# How to complete this task
In the records below, find each line containing the word "employees" and copy it.

──────── Dataset ────────

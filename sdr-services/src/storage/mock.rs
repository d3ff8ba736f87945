//! Built-in demo accounts served when no backend is reachable

use sdr_core::Account;

fn demo_account(
    id: &str,
    name: &str,
    industry: &str,
    location: &str,
    employees: u64,
    website: &str,
) -> Account {
    Account {
        industry: Some(industry.to_string()),
        location: Some(location.to_string()),
        employees: Some(employees),
        website: Some(website.to_string()),
        ..Account::new(id, name)
    }
}

/// The fixed mock account list
pub fn mock_accounts() -> Vec<Account> {
    vec![
        demo_account(
            "mock1",
            "Acme Corporation",
            "Technology",
            "San Francisco, CA",
            500,
            "https://acme.example.com",
        ),
        demo_account(
            "mock2",
            "TechGiant Inc",
            "Software",
            "Seattle, WA",
            10_000,
            "https://techgiant.example.com",
        ),
        demo_account(
            "mock3",
            "Global Financial",
            "Finance",
            "New York, NY",
            2_500,
            "https://globalfinancial.example.com",
        ),
        demo_account(
            "mock4",
            "Healthcare Systems",
            "Healthcare",
            "Boston, MA",
            1_200,
            "https://healthcare.example.com",
        ),
        demo_account(
            "mock5",
            "Retail Stores",
            "Retail",
            "Chicago, IL",
            3_000,
            "https://retailstores.example.com",
        ),
    ]
}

────────

# Response area
    employees: u64,
        employees: Some(employees),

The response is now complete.